Yıldırım pleaded not guilty. Bie stated in an interview that he was an anti-communist and had tried to block Hall's espionage activities by withholding the documents and burying them in West Germany. Attorney Walter and some FBI agents went to Germany and recovered classified material with the help of a map provided by Yıldırım. Documents were found in a cemetery buried in a plastic jerrycan next to a casket; in a railroad embankment; in a suitcase in the storage room of an apartment building; and in a paint bucket beneath the Berlin Wall.

After a two-day, seven-hour trial, the federal jury found Yıldırım guilty of his role as a courier for the convicted spy Hall. Yıldırım was convicted on July 20, 1989, and sentenced to life imprisonment without the possibility of parole.

For five years, Bie tried to stick by Yıldırım, the "round, soft, sly, sometimes funny, mostly sad, always hopeful little grandfather", as he was described, sitting in her motor home outside the federal prisons in Memphis, Tennessee, Pollock, Louisiana and Lompoc, California, where he was incarcerated.
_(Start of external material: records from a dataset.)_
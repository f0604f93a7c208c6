//! Game orchestration: owns every entity, routes clicks, scores pops
//!
//! The per-step update lives in `tick.rs`.

use glam::Vec2;
use rand::{Rng, SeedableRng};
use rand_pcg::Pcg32;

use super::balloon::{Balloon, SpecialKind};
use super::entities::{Bird, Cloud, Particle, ScorePopup};
use super::pump::AirPump;
use super::symbols::SymbolPool;
use super::weather::WeatherManager;
use crate::assets::AssetCache;
use crate::consts::PATTERN_COUNT;
use crate::highscores::HighScore;
use crate::persistence::Storage;
use crate::settings::WeatherSettings;
use crate::tuning::Tuning;
use crate::ui::{BackButton, GameOverLayout};
use crate::Bounds;

/// Explosion particles at a bomb's center
const EXPLOSION_COLOR: [u8; 3] = [0xff, 0x66, 0x00];

/// What a click did
#[derive(Debug, Clone, Copy, PartialEq, Eq)]
pub enum ClickOutcome {
    Ignored,
    /// Try Again on the game-over screen
    Retried,
    /// Back button
    Reset,
    /// Clicked a bird
    GameOver,
    /// Popped a balloon, worth `points` in total (chain included)
    Popped { id: u32, points: u64 },
    ToggledAuto,
    PressedPump,
}

pub struct Game {
    pub(crate) tuning: Tuning,
    pub(crate) rng: Pcg32,
    pub(crate) bounds: Bounds,
    /// Host clock at the latest update, in ms
    pub(crate) now_ms: f64,
    pub(crate) score: u64,
    pub(crate) high_score: HighScore,
    pub(crate) game_over: bool,
    pub(crate) birds_frozen: bool,
    pub(crate) freeze_end_ms: f64,
    /// Flying balloons, oldest first
    pub(crate) balloons: Vec<Balloon>,
    /// Balloon on the nozzle, if any
    pub(crate) inflating: Option<Balloon>,
    pub(crate) particles: Vec<Particle>,
    pub(crate) clouds: Vec<Cloud>,
    pub(crate) birds: Vec<Bird>,
    pub(crate) popups: Vec<ScorePopup>,
    pub(crate) symbols: SymbolPool,
    pub(crate) pump: AirPump,
    pub(crate) weather: WeatherManager,
    back_button: BackButton,
    assets_ready: bool,
    next_balloon_id: u32,
    pub(crate) storage: Box<dyn Storage>,
}

impl Game {
    /// Start a game, restoring the high score and weather from `storage`
    pub fn new(
        seed: u64,
        bounds: Bounds,
        tuning: Tuning,
        storage: Box<dyn Storage>,
        now_ms: f64,
    ) -> Self {
        let mut rng = Pcg32::seed_from_u64(seed);
        let high_score = HighScore::load(storage.as_ref());
        let settings = WeatherSettings::load(
            storage.as_ref(),
            WeatherSettings::from_tuning(&tuning.weather),
        );
        let weather = WeatherManager::new(&settings, &tuning.weather, bounds, now_ms, &mut rng);
        let pump = AirPump::new(tuning.pump, bounds);

        let mut game = Self {
            tuning,
            rng,
            bounds,
            now_ms,
            score: 0,
            high_score,
            game_over: false,
            birds_frozen: false,
            freeze_end_ms: 0.0,
            balloons: Vec::new(),
            inflating: None,
            particles: Vec::new(),
            clouds: Vec::new(),
            birds: Vec::new(),
            popups: Vec::new(),
            symbols: SymbolPool::new(),
            pump,
            weather,
            back_button: BackButton::default(),
            assets_ready: false,
            next_balloon_id: 1,
            storage,
        };
        game.spawn_clouds();
        game.spawn_birds();

        log::info!(
            "Game started (seed {seed}, {}x{}, high score {})",
            bounds.width,
            bounds.height,
            game.high_score.best()
        );
        game
    }

    // --- Accessors -------------------------------------------------------

    pub fn score(&self) -> u64 {
        self.score
    }

    pub fn high_score(&self) -> u64 {
        self.high_score.best()
    }

    pub fn is_game_over(&self) -> bool {
        self.game_over
    }

    pub fn birds_frozen(&self) -> bool {
        self.birds_frozen
    }

    /// Time left on the freeze, 0 when not frozen
    pub fn freeze_remaining_ms(&self) -> f64 {
        if self.birds_frozen {
            (self.freeze_end_ms - self.now_ms).max(0.0)
        } else {
            0.0
        }
    }

    pub fn bounds(&self) -> Bounds {
        self.bounds
    }

    pub fn now_ms(&self) -> f64 {
        self.now_ms
    }

    pub fn tuning(&self) -> &Tuning {
        &self.tuning
    }

    pub fn balloons(&self) -> &[Balloon] {
        &self.balloons
    }

    pub fn inflating_balloon(&self) -> Option<&Balloon> {
        self.inflating.as_ref()
    }

    pub fn particles(&self) -> &[Particle] {
        &self.particles
    }

    pub fn clouds(&self) -> &[Cloud] {
        &self.clouds
    }

    pub fn birds(&self) -> &[Bird] {
        &self.birds
    }

    pub fn popups(&self) -> &[ScorePopup] {
        &self.popups
    }

    pub fn pump(&self) -> &AirPump {
        &self.pump
    }

    pub fn weather(&self) -> &WeatherManager {
        &self.weather
    }

    pub fn symbols(&self) -> &SymbolPool {
        &self.symbols
    }

    pub fn back_button(&self) -> &BackButton {
        &self.back_button
    }

    pub fn game_over_layout(&self) -> GameOverLayout {
        GameOverLayout::new(self.bounds)
    }

    pub fn assets_ready(&self) -> bool {
        self.assets_ready
    }

    // --- Input -----------------------------------------------------------

    /// Route a pointer press; the first matching target wins
    pub fn handle_click(&mut self, x: f32, y: f32) -> ClickOutcome {
        if self.game_over {
            if self.game_over_layout().retry_button.contains(x, y) {
                self.reset();
                return ClickOutcome::Retried;
            }
            return ClickOutcome::Ignored;
        }

        if self.back_button.contains(x, y) {
            self.reset();
            return ClickOutcome::Reset;
        }

        if self.birds.iter().any(|bird| bird.contains(x, y)) {
            self.game_over = true;
            log::info!("Hit a bird, game over with score {}", self.score);
            return ClickOutcome::GameOver;
        }

        // Newest balloon is drawn on top, so it is hit first
        if let Some(index) = self
            .balloons
            .iter()
            .rposition(|b| b.is_flying() && b.contains(x, y))
        {
            let id = self.balloons[index].id;
            let points = self.pop_balloon(index, false);
            return ClickOutcome::Popped { id, points };
        }

        if self.pump.contains_auto_button(x, y) {
            self.pump.toggle_auto_inflate();
            log::debug!("Auto pump {}", if self.pump.is_auto() { "on" } else { "off" });
            return ClickOutcome::ToggledAuto;
        }

        if self.pump.contains_handle(x, y) {
            self.pump.press();
            self.create_balloon_if_needed();
            return ClickOutcome::PressedPump;
        }

        ClickOutcome::Ignored
    }

    /// Pointer released anywhere
    pub fn handle_release(&mut self) {
        self.pump.release();
    }

    // --- Lifecycle -------------------------------------------------------

    /// New round; keeps the high score, weather and pump mode
    pub fn reset(&mut self) {
        self.game_over = false;
        self.score = 0;
        self.balloons.clear();
        self.particles.clear();
        self.popups.clear();
        self.inflating = None;
        self.birds_frozen = false;
        self.freeze_end_ms = 0.0;
        self.symbols.reset();
        self.spawn_birds();
        log::info!("Game reset");
    }

    /// Viewport changed: move the pump, respawn the scenery
    pub fn resize(&mut self, bounds: Bounds) {
        self.bounds = bounds;
        self.pump.set_viewport(bounds);
        self.spawn_clouds();
        self.spawn_birds();
        self.weather.resize(bounds, &mut self.rng);
    }

    /// The image batch settled; pump hit-testing switches to real part sizes
    pub fn on_assets_loaded(&mut self, assets: &AssetCache) {
        self.pump.set_parts(assets.pump_parts());
        self.assets_ready = true;
        let progress = assets.progress();
        log::info!(
            "Assets ready ({} loaded, {} failed)",
            progress.settled - progress.failed,
            progress.failed
        );
    }

    pub(crate) fn spawn_clouds(&mut self) {
        let (bounds, tuning, rng) = (self.bounds, &self.tuning, &mut self.rng);
        self.clouds = (0..tuning.cloud.count)
            .map(|_| Cloud::spawn(bounds, tuning, rng))
            .collect();
    }

    pub(crate) fn spawn_birds(&mut self) {
        let (bounds, tuning, rng) = (self.bounds, &self.tuning, &mut self.rng);
        self.birds = (0..tuning.bird.count)
            .map(|_| Bird::spawn(bounds, tuning, rng))
            .collect();
    }

    // --- Balloons --------------------------------------------------------

    /// Put a fresh balloon on the nozzle unless one is already inflating
    pub fn create_balloon_if_needed(&mut self) {
        if self.inflating.as_ref().is_some_and(|b| b.is_inflating()) {
            return;
        }

        let pattern = self.rng.random_range(0..PATTERN_COUNT);
        let symbol = self.symbols.take(&mut self.rng);
        let special = SpecialKind::roll(&mut self.rng, self.tuning.special.spawn_chance);
        let id = self.next_balloon_id;
        self.next_balloon_id += 1;

        log::debug!("Balloon {id}: '{}' {:?}", symbol.key(), special);
        self.inflating = Some(Balloon::new(
            id,
            self.pump.spawn_point(),
            pattern,
            symbol,
            special,
            &self.tuning.balloon,
            &mut self.rng,
        ));
    }

    /// Pop the flying balloon at `index`; returns the points scored
    ///
    /// A bomb that is not itself part of a chain pops every flying balloon
    /// within its radius. Chain pops score their own points and show their
    /// own popup; the bomb's popup shows its point plus the chain total, and
    /// the score rises by exactly that amount. A chain never sets off another
    /// bomb.
    pub fn pop_balloon(&mut self, index: usize, chain: bool) -> u64 {
        let Some(balloon) = self.balloons.get_mut(index) else {
            return 0;
        };
        if !balloon.pop() {
            return 0;
        }
        let (pos, pattern, symbol, special) =
            (balloon.pos, balloon.pattern, balloon.symbol, balloon.special);

        self.symbols.give_back(symbol);

        let color = special
            .color()
            .unwrap_or_else(|| self.tuning.balloon_color(pattern));
        self.burst(pos, color, self.tuning.particle.count);

        let own = special.points(&self.tuning.special);
        let mut shown = own;
        match special {
            SpecialKind::TimeFreeze => self.activate_time_freeze(),
            SpecialKind::Bomb if !chain => shown += self.trigger_bomb(pos),
            SpecialKind::Bomb | SpecialKind::None | SpecialKind::Golden => {}
        }

        self.add_score(own);
        self.popups.push(ScorePopup::new(pos, shown, special));
        shown
    }

    /// Chain-pop every flying balloon within the bomb radius of `center`
    fn trigger_bomb(&mut self, center: Vec2) -> u64 {
        let radius = self.tuning.special.bomb_radius;
        let targets: Vec<usize> = self
            .balloons
            .iter()
            .enumerate()
            .filter(|(_, b)| !b.is_popped() && b.is_flying() && b.pos.distance(center) < radius)
            .map(|(i, _)| i)
            .collect();

        let total: u64 = targets.iter().map(|&i| self.pop_balloon(i, true)).sum();
        log::debug!("Bomb popped {} balloons for {total}", targets.len());

        self.burst(center, EXPLOSION_COLOR, self.tuning.particle.explosion_count);
        total
    }

    fn activate_time_freeze(&mut self) {
        self.birds_frozen = true;
        self.freeze_end_ms = self.now_ms + self.tuning.special.freeze_duration_ms;
    }

    fn burst(&mut self, pos: Vec2, color: [u8; 3], count: usize) {
        for _ in 0..count {
            let particle = Particle::new(pos, color, &self.tuning, &mut self.rng);
            self.particles.push(particle);
        }
    }

    fn add_score(&mut self, points: u64) {
        self.score += points;
        if self.high_score.record(self.score) {
            if let Err(e) = self.high_score.save(self.storage.as_mut()) {
                log::warn!("Failed to save high score: {e}");
            }
        }
    }
}
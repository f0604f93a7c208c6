//! The air pump: handle travel, inflation gating and the auto-pump cycle

use glam::Vec2;

use crate::tuning::PumpTuning;
use crate::{Bounds, Rect};

/// Handle travel while auto-pumping
#[derive(Debug, Clone, Copy, PartialEq, Eq)]
pub enum Stroke {
    /// Handle moving toward `max_handle_y`
    Push,
    /// Handle moving back to rest
    Return,
}

#[derive(Debug, Clone, Copy, PartialEq, Eq)]
pub enum PumpMode {
    Manual,
    Auto { stroke: Stroke },
}

/// Observable pump state
#[derive(Debug, Clone, Copy, PartialEq, Eq)]
pub enum PumpState {
    Idle,
    PressedManual,
    ReleasedManual,
    AutoCycling,
}

/// Result of one pump step
#[derive(Debug, Clone, Copy, PartialEq, Eq, Default)]
pub struct PumpUpdate {
    /// Set on the step an auto-pump down-stroke completes
    pub needs_new_balloon: bool,
}

/// Natural sizes of the pump part images, once known
#[derive(Debug, Clone, Copy, PartialEq, Default)]
pub struct PumpParts {
    pub body: Option<Vec2>,
    pub handle: Option<Vec2>,
    pub inflator: Option<Vec2>,
}

/// Fallback sizes used for hit-testing before the images arrive
const FALLBACK_BODY: Vec2 = Vec2::new(200.0, 200.0);
const FALLBACK_HANDLE: Vec2 = Vec2::new(100.0, 100.0);
const FALLBACK_INFLATOR: Vec2 = Vec2::new(100.0, 100.0);
/// Vertical offset of the handle's rest position into the body
const HANDLE_SEAT: f32 = 90.0;
const AUTO_BUTTON_SIZE: f32 = 40.0;

#[derive(Debug, Clone)]
pub struct AirPump {
    pub handle_y: f32,
    pub max_handle_y: f32,
    pressing: bool,
    pump_count: u32,
    mode: PumpMode,
    /// Pump center; follows the bottom-right corner of the viewport
    pub origin: Vec2,
    /// Where balloons attach
    pub nozzle: Vec2,
    parts: PumpParts,
    tuning: PumpTuning,
}

impl AirPump {
    pub fn new(tuning: PumpTuning, bounds: Bounds) -> Self {
        let mut pump = Self {
            handle_y: 0.0,
            max_handle_y: tuning.max_handle_y,
            pressing: false,
            pump_count: 0,
            mode: PumpMode::Manual,
            origin: Vec2::ZERO,
            nozzle: Vec2::ZERO,
            parts: PumpParts::default(),
            tuning,
        };
        pump.set_viewport(bounds);
        pump
    }

    /// Reposition relative to the viewport
    pub fn set_viewport(&mut self, bounds: Bounds) {
        self.origin = Vec2::new(bounds.width - 150.0, bounds.height - 120.0);
        self.nozzle = self.origin + Vec2::new(-150.0, -30.0);
    }

    pub fn set_parts(&mut self, parts: PumpParts) {
        self.parts = parts;
    }

    pub fn press(&mut self) {
        if !self.pressing {
            self.pressing = true;
            self.pump_count += 1;
        }
    }

    pub fn release(&mut self) {
        self.pressing = false;
    }

    pub fn toggle_auto_inflate(&mut self) {
        self.mode = match self.mode {
            PumpMode::Manual => {
                self.pressing = false;
                PumpMode::Auto {
                    stroke: Stroke::Push,
                }
            }
            PumpMode::Auto { .. } => PumpMode::Manual,
        };
    }

    pub fn is_auto(&self) -> bool {
        matches!(self.mode, PumpMode::Auto { .. })
    }

    pub fn is_pressing(&self) -> bool {
        self.pressing
    }

    pub fn pump_count(&self) -> u32 {
        self.pump_count
    }

    pub fn mode(&self) -> PumpMode {
        self.mode
    }

    pub fn state(&self) -> PumpState {
        match self.mode {
            PumpMode::Auto { .. } => PumpState::AutoCycling,
            PumpMode::Manual if self.pressing => PumpState::PressedManual,
            PumpMode::Manual if self.handle_y > 0.0 => PumpState::ReleasedManual,
            PumpMode::Manual => PumpState::Idle,
        }
    }

    /// Advance the handle one step
    pub fn update(&mut self) -> PumpUpdate {
        match self.mode {
            PumpMode::Auto { stroke } => {
                let speed = self.tuning.auto_pump_speed;
                match stroke {
                    Stroke::Push if self.handle_y < self.max_handle_y => self.handle_y += speed,
                    Stroke::Push => {
                        self.mode = PumpMode::Auto {
                            stroke: Stroke::Return,
                        }
                    }
                    Stroke::Return if self.handle_y > 0.0 => self.handle_y -= speed,
                    Stroke::Return => {
                        self.mode = PumpMode::Auto {
                            stroke: Stroke::Push,
                        };
                        self.handle_y = 0.0;
                        return PumpUpdate {
                            needs_new_balloon: true,
                        };
                    }
                }
            }
            PumpMode::Manual => {
                if self.pressing && self.handle_y < self.max_handle_y {
                    self.handle_y += self.tuning.handle_speed_down;
                } else if !self.pressing && self.handle_y > 0.0 {
                    self.handle_y -= self.tuning.handle_speed_up;
                }
            }
        }

        self.handle_y = self.handle_y.clamp(0.0, self.max_handle_y.max(0.0));
        PumpUpdate::default()
    }

    /// Handle is past the dead zone
    pub fn should_inflate(&self) -> bool {
        self.handle_y > self.tuning.dead_zone
    }

    fn scaled(&self, natural: Option<Vec2>, fallback: Vec2) -> Vec2 {
        natural.unwrap_or(fallback) * self.tuning.scale
    }

    pub fn body_rect(&self) -> Rect {
        let size = self.scaled(self.parts.body, FALLBACK_BODY);
        Rect::centered(self.origin, size.x, size.y)
    }

    pub fn handle_rect(&self) -> Rect {
        let body = self.scaled(self.parts.body, FALLBACK_BODY);
        let handle = self.scaled(self.parts.handle, FALLBACK_HANDLE);
        Rect::new(
            self.origin.x - handle.x / 2.0,
            self.origin.y - body.y / 2.0 - handle.y + HANDLE_SEAT + self.handle_y,
            handle.x,
            handle.y,
        )
    }

    pub fn inflator_rect(&self) -> Rect {
        let size = self.scaled(self.parts.inflator, FALLBACK_INFLATOR);
        Rect::centered(self.nozzle, size.x, size.y)
    }

    pub fn auto_button_rect(&self) -> Rect {
        Rect::centered(
            self.nozzle + Vec2::new(60.0, -20.0),
            AUTO_BUTTON_SIZE,
            AUTO_BUTTON_SIZE,
        )
    }

    pub fn contains_handle(&self, px: f32, py: f32) -> bool {
        self.handle_rect().contains(px, py)
    }

    pub fn contains_auto_button(&self, px: f32, py: f32) -> bool {
        self.auto_button_rect().contains(px, py)
    }

    /// Where a new balloon is created
    pub fn spawn_point(&self) -> Vec2 {
        self.nozzle + Vec2::new(0.0, -80.0)
    }

    /// Center of a balloon of `size` sitting on the nozzle
    pub fn balloon_anchor(&self, size: f32) -> Vec2 {
        self.nozzle + Vec2::new(-60.0, -75.0 - size)
    }
}

#[cfg(test)]
mod tests {
    use super::*;
    use proptest::prelude::*;

    fn pump() -> AirPump {
        AirPump::new(PumpTuning::default(), Bounds::new(1000.0, 800.0))
    }

    #[test]
    fn test_layout_follows_viewport() {
        let mut p = pump();
        assert_eq!(p.origin, Vec2::new(850.0, 680.0));
        assert_eq!(p.nozzle, Vec2::new(700.0, 650.0));

        p.set_viewport(Bounds::new(500.0, 400.0));
        assert_eq!(p.origin, Vec2::new(350.0, 280.0));
        assert_eq!(p.auto_button_rect(), Rect::new(240.0, 210.0, 40.0, 40.0));
    }

    #[test]
    fn test_press_counts_once_per_hold() {
        let mut p = pump();
        assert_eq!(p.state(), PumpState::Idle);
        p.press();
        p.press();
        assert_eq!(p.pump_count(), 1);
        assert_eq!(p.state(), PumpState::PressedManual);
        p.update();
        p.release();
        assert_eq!(p.state(), PumpState::ReleasedManual);
        p.press();
        assert_eq!(p.pump_count(), 2);
    }

    #[test]
    fn test_manual_press_and_release_clamped() {
        let mut p = pump();
        p.press();
        let mut last = p.handle_y;
        for _ in 0..20 {
            p.update();
            assert!(p.handle_y >= last);
            assert!(p.handle_y <= p.max_handle_y);
            last = p.handle_y;
        }
        assert_eq!(p.handle_y, p.max_handle_y);

        p.release();
        for _ in 0..30 {
            p.update();
            assert!(p.handle_y <= last);
            assert!(p.handle_y >= 0.0);
            last = p.handle_y;
        }
        assert_eq!(p.handle_y, 0.0);
        assert_eq!(p.state(), PumpState::Idle);
    }

    #[test]
    fn test_dead_zone() {
        let mut p = pump();
        p.handle_y = 5.0;
        assert!(!p.should_inflate());
        p.handle_y = 5.5;
        assert!(p.should_inflate());
    }

    #[test]
    fn test_auto_cycle_requests_one_balloon_per_cycle() {
        let mut p = pump();
        p.press();
        p.toggle_auto_inflate();
        assert!(!p.is_pressing());
        assert_eq!(p.state(), PumpState::AutoCycling);

        let mut requests = Vec::new();
        for step in 0..100 {
            if p.update().needs_new_balloon {
                requests.push(step);
            }
            assert!(p.handle_y >= 0.0 && p.handle_y <= p.max_handle_y);
        }
        assert!(requests.len() >= 2);
        let period = requests[1] - requests[0];
        assert!(requests.windows(2).all(|w| w[1] - w[0] == period));

        // Manual press is ignored while auto-cycling
        let before = p.handle_y;
        p.press();
        p.toggle_auto_inflate();
        assert_eq!(p.state(), PumpState::PressedManual);
        assert_eq!(p.handle_y, before);
    }

    #[test]
    fn test_handle_rect_uses_part_sizes() {
        let mut p = pump();
        let fallback = p.handle_rect();
        assert_eq!(fallback.width, 50.0);
        assert!(p.contains_handle(fallback.center().x, fallback.center().y));

        p.set_parts(PumpParts {
            body: Some(Vec2::new(300.0, 400.0)),
            handle: Some(Vec2::new(160.0, 120.0)),
            inflator: None,
        });
        let r = p.handle_rect();
        assert_eq!(r.width, 80.0);
        assert_eq!(r.height, 60.0);
        assert_eq!(r.y, 680.0 - 100.0 - 60.0 + 90.0);

        // Handle travels with handle_y
        p.handle_y = 20.0;
        assert_eq!(p.handle_rect().y, r.y + 20.0);
    }

    proptest! {
        #[test]
        fn prop_handle_always_clamped(presses in proptest::collection::vec(0u8..4, 0..300)) {
            let mut p = pump();
            for action in presses {
                match action {
                    0 => p.press(),
                    1 => p.release(),
                    2 => p.toggle_auto_inflate(),
                    _ => {}
                }
                p.update();
                prop_assert!(p.handle_y >= 0.0 && p.handle_y <= p.max_handle_y);
            }
        }
    }
}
In an interview with the Los Angeles Times Life & Style in March 1997, Yıldırım expressed his desire to be pardoned after eight years in prison so that he could return to his homeland, Turkey, and to Germany, where his family lives.

Paul Wong, a Santa Barbara, California-based attorney, represented Yıldırım on a pro bono basis for three years to obtain his release from the U.S. Penitentiary at Lompoc. Nichols applied to President Bill Clinton and Attorney General Janet Reno, and petitioned U.S. Pardon Attorney Margaret Colgate Love, without success. His contacts with Hall in prison, FBI agent Kate Alleman who was responsible for Yıldırım, and ex-spymasters of the Stasi during his visit in Berlin, did not bring any progress in his clemency petition efforts. It was said that Yıldırım remained in prison because he had not revealed the names of all the other spies that he knew.

==Extradition and later life==
On December 29, 2003, Yıldırım, Federal Bureau of Prisons register number 09542-018, was released from the Lompoc Federal Correctional Complex. He was secretly extradited to his native country within the scope of a bilateral treaty on prisoner exchange between Turkey and the United States. Arriving in Turkey on December 30, 2003, he was interrogated by the public prosecutor and put before a court in Bakırköy, Istanbul. The court sentenced him to 15 years in prison on charges of spying and two years for prison break according to the Turkish Penal Code. However, his sentence was reduced to one day in prison after deducting the years of his confinement in the United States. He spent one day at Metris Prison in Istanbul to obey the law, and was released from the prison on December 31, 2003. After a visit to a hospital due to heart disease symptoms, Yıldırım went home to meet his wife, his physician daughter, and engineer son, who all came from Germany to see him. He stated to a major Turkish daily that he had not been to Turkey for 39 years, and had not spoken a Turkish word for 18 years.

Hüseyin Yıldırım went back to Berlin on April 27, 2004, after 15 years.

==In media==
A German documentary film with the title Deckname Blitz - Der Spion vom Teufelsberg (literally: "Code name Blitz - The Spy from Teufelsberg"), premiered in the Allied Museum in Berlin (Alliiertenmuseum Berlin) on April 27, 2004. The film, produced by Harriet Kloss and Markus Thöß, features the espionage activities of Hüseyin Yıldırım. Chief of Stasi Gen. Markus Wolf, Chief of East Germany's communication intelligence Maj. Gen. Horst Männchen, U.S. Army's Chief of counterespionage Col. Steward Herrington, Yıldırım's attorney James R. Nichols Jr., Stasi staff member Col. Klaus Eichner, and Hüseyin Yıldırım were invited to the screening. The film was also broadcast on the German TV channel ARD on May 5, 2004.